Le soir, ils se promenèrent longtemps dans la ville, main dans la main. Ils restaient silencieux, n'ayant même plus besoin de parler pour comprendre ce qu'ils pouvaient ressentir, et se contentaient d'un simple contact.
Cette routine se répéta jusqu'au dernier jour de classe. Tandis que les cris de joie retentissaient autour d'eux, les deux adolescents ne pensaient qu'à une seule chose : le départ de Gakushu. Ils sortirent du lycée et commencèrent à rentrer chez eux. Au moment de se séparer, ils se regardèrent d'abord, immobiles, puis Karma attira Asano à lui et entoura sa taille de ses bras. Le roux lui rendit son étreinte pendant plusieurs minutes, puis se détacha et après un dernier sourire, rentra chez lui.
Le silence était préférable aux mots, et tout deux le savaient. Si jamais ils parlaient, l'un risquait de se mettre à pleurer et l'autre l'aurait suivi dans une crise de larmes. De plus, aucun d'eux ne voulait transmettre ses sentiments et faire paraître à quel point ils avaient besoin l'un de l'autre.

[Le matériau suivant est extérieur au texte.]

//! The condition algebra.
//!
//! A condition is a predicate over instants that also yields its governing
//! ranges: the most recent range in which it holds and the upcoming ranges
//! in which it will hold next. Leaf conditions compute anchored ranges
//! arithmetically against the query instant; combinators compose child
//! answers through [`RangeSet`](crate::range::RangeSet) operations.

mod bands;
mod clock;
mod combine;
mod sequence;
mod weekday;

pub use bands::{DateBetweenCond, DayBetweenCond, DayPartCond, MonthBetweenCond, TimeBetweenCond};
pub use clock::{TimeDeltaCond, TimeSpanCond};
pub use combine::{AndCond, OrCond};
pub use sequence::{FirstAfterStartCond, NthCond};
pub use weekday::WeekDayCond;

use crate::calendar::Instant;
use crate::range::{DateRange, RangeSet};

/// A time-range condition, one of the closed set of variants.
///
/// Conditions are immutable once constructed and own their children
/// exclusively; every query is pure and safe to run concurrently.
#[derive(Debug, Clone)]
pub enum Cond {
    TimeDelta(TimeDeltaCond),
    TimeBetween(TimeBetweenCond),
    MonthBetween(MonthBetweenCond),
    DateBetween(DateBetweenCond),
    DayBetween(DayBetweenCond),
    DayPart(DayPartCond),
    WeekDay(WeekDayCond),
    TimeSpan(TimeSpanCond),
    Or(OrCond),
    And(AndCond),
    Nth(NthCond),
    FirstAfterStart(FirstAfterStartCond),
}

impl Cond {
    /// True iff `t` falls inside the last active range.
    pub fn contains(&self, t: Instant) -> bool {
        self.last_active_range(t).is_some_and(|r| r.contains(t))
    }

    /// The most recent range produced by this condition, determined from
    /// `t`. `None` when the condition has an earliest activation that `t`
    /// precedes.
    pub fn last_active_range(&self, t: Instant) -> Option<DateRange> {
        match self {
            Cond::TimeDelta(c) => c.last_active_range(t),
            Cond::TimeBetween(c) => c.last_active_range(t),
            Cond::MonthBetween(c) => c.last_active_range(t),
            Cond::DateBetween(c) => c.last_active_range(t),
            Cond::DayBetween(c) => c.last_active_range(t),
            Cond::DayPart(c) => c.last_active_range(t),
            Cond::WeekDay(c) => c.last_active_range(t),
            Cond::TimeSpan(c) => c.last_active_range(t),
            Cond::Or(c) => c.last_active_range(t),
            Cond::And(c) => c.last_active_range(t),
            Cond::Nth(c) => c.last_active_range(t),
            Cond::FirstAfterStart(c) => c.last_active_range(t),
        }
    }

    /// The upcoming ranges strictly after `t`. Primitives yield at most one
    /// element; combinators may yield several. Exhaustion is an empty set,
    /// never an error.
    pub fn next_ranges(&self, t: Instant) -> RangeSet {
        match self {
            Cond::TimeDelta(c) => c.next_ranges(t),
            Cond::TimeBetween(c) => c.next_ranges(t),
            Cond::MonthBetween(c) => c.next_ranges(t),
            Cond::DateBetween(c) => c.next_ranges(t),
            Cond::DayBetween(c) => c.next_ranges(t),
            Cond::DayPart(c) => c.next_ranges(t),
            Cond::WeekDay(c) => c.next_ranges(t),
            Cond::TimeSpan(c) => c.next_ranges(t),
            Cond::Or(c) => c.next_ranges(t),
            Cond::And(c) => c.next_ranges(t),
            Cond::Nth(c) => c.next_ranges(t),
            Cond::FirstAfterStart(c) => c.next_ranges(t),
        }
    }

    /// Start of the first upcoming range.
    pub fn next_start(&self, t: Instant) -> Option<Instant> {
        self.next_ranges(t).first_start()
    }

    /// End of the last active range; `None` when there is none or it is
    /// open-ended.
    pub fn current_end(&self, t: Instant) -> Option<Instant> {
        self.last_active_range(t).and_then(|r| r.end)
    }

    /// Double-dispatch hook: tells the visitor which variant this is,
    /// handing over the variant with its public fields. External describers
    /// are built on this.
    pub fn accept(&self, visitor: &mut dyn Visitor) {
        match self {
            Cond::TimeDelta(c) => visitor.visit_time_delta(c),
            Cond::TimeBetween(c) => visitor.visit_time_between(c),
            Cond::MonthBetween(c) => visitor.visit_month_between(c),
            Cond::DateBetween(c) => visitor.visit_date_between(c),
            Cond::DayBetween(c) => visitor.visit_day_between(c),
            Cond::DayPart(c) => visitor.visit_day_part(c),
            Cond::WeekDay(c) => visitor.visit_week_day(c),
            Cond::TimeSpan(c) => visitor.visit_time_span(c),
            Cond::Or(c) => visitor.visit_or(c),
            Cond::And(c) => visitor.visit_and(c),
            Cond::Nth(c) => visitor.visit_nth(c),
            Cond::FirstAfterStart(c) => visitor.visit_first_after_start(c),
        }
    }
}

macro_rules! impl_from_variant {
    ($($variant:ident => $cond:ty),* $(,)?) => {
        $(impl From<$cond> for Cond {
            fn from(cond: $cond) -> Self {
                Cond::$variant(cond)
            }
        })*
    };
}

impl_from_variant! {
    TimeDelta => TimeDeltaCond,
    TimeBetween => TimeBetweenCond,
    MonthBetween => MonthBetweenCond,
    DateBetween => DateBetweenCond,
    DayBetween => DayBetweenCond,
    DayPart => DayPartCond,
    WeekDay => WeekDayCond,
    TimeSpan => TimeSpanCond,
    Or => OrCond,
    And => AndCond,
    Nth => NthCond,
    FirstAfterStart => FirstAfterStartCond,
}

/// Caller-supplied traversal target for [`Cond::accept`].
pub trait Visitor {
    fn visit_time_delta(&mut self, cond: &TimeDeltaCond);
    fn visit_time_between(&mut self, cond: &TimeBetweenCond);
    fn visit_month_between(&mut self, cond: &MonthBetweenCond);
    fn visit_date_between(&mut self, cond: &DateBetweenCond);
    fn visit_day_between(&mut self, cond: &DayBetweenCond);
    fn visit_day_part(&mut self, cond: &DayPartCond);
    fn visit_week_day(&mut self, cond: &WeekDayCond);
    fn visit_time_span(&mut self, cond: &TimeSpanCond);
    fn visit_or(&mut self, cond: &OrCond);
    fn visit_and(&mut self, cond: &AndCond);
    fn visit_nth(&mut self, cond: &NthCond);
    fn visit_first_after_start(&mut self, cond: &FirstAfterStartCond);
}
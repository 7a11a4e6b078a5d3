use anyhow::Result;
use owo_colors::OwoColorize;

use whence_core::config::Config;

use crate::cli::LastCommand;
use crate::cond_parser::parse_cond;
use crate::util::{format_instant, resolve_instant};

pub fn show_last(config: &Config, command: LastCommand) -> Result<()> {
    let now = resolve_instant(command.at.as_deref())?;
    let cond = parse_cond(&command.expression, config, now)?;

    match cond.last_active_range(now) {
        Some(range) => {
            let end = match range.end {
                Some(end) => format_instant(end),
                None => "open-ended".to_string(),
            };
            let marker = if range.contains(now) { " (still active)".green().to_string() } else { String::new() };
            println!("{} to {}{}", format_instant(range.start), end, marker);
        }
        None => println!("Never active up to {}.", format_instant(now)),
    }
    Ok(())
}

Karma rentra chez lui en traînant des pieds. Il n'aimait pas sa maison, lorsque chaque pièce, chaque meuble lui rappelait Gakushu. Son odeur était encore palpable, bien qu'elle s'estompait de plus en plus. Il s'allongea sur le lit et enfouit sa tête dans son oreiller.
Il s'assoupit rapidement, épuisé par le manque de sommeil qu'il avait accumulé ces derniers temps. Il ne se souvenu pas de ce dont il avait rêvé, mais toujours est il qu'il se redressa avec une pensée précise en tête.
Il mit rapidement ses chaussures et sa veste et quitta sa demeure, prenant un taxi pour l'aéroport. Il ne pouvait pas. Il ne pouvait pas le laisser partir, sans même lui dire qu'il l'aimait.
Il arriva une heure plus tard, et alors qu'il entrait dans le hall, un avion décollait, prenant la direction des Etats Unis.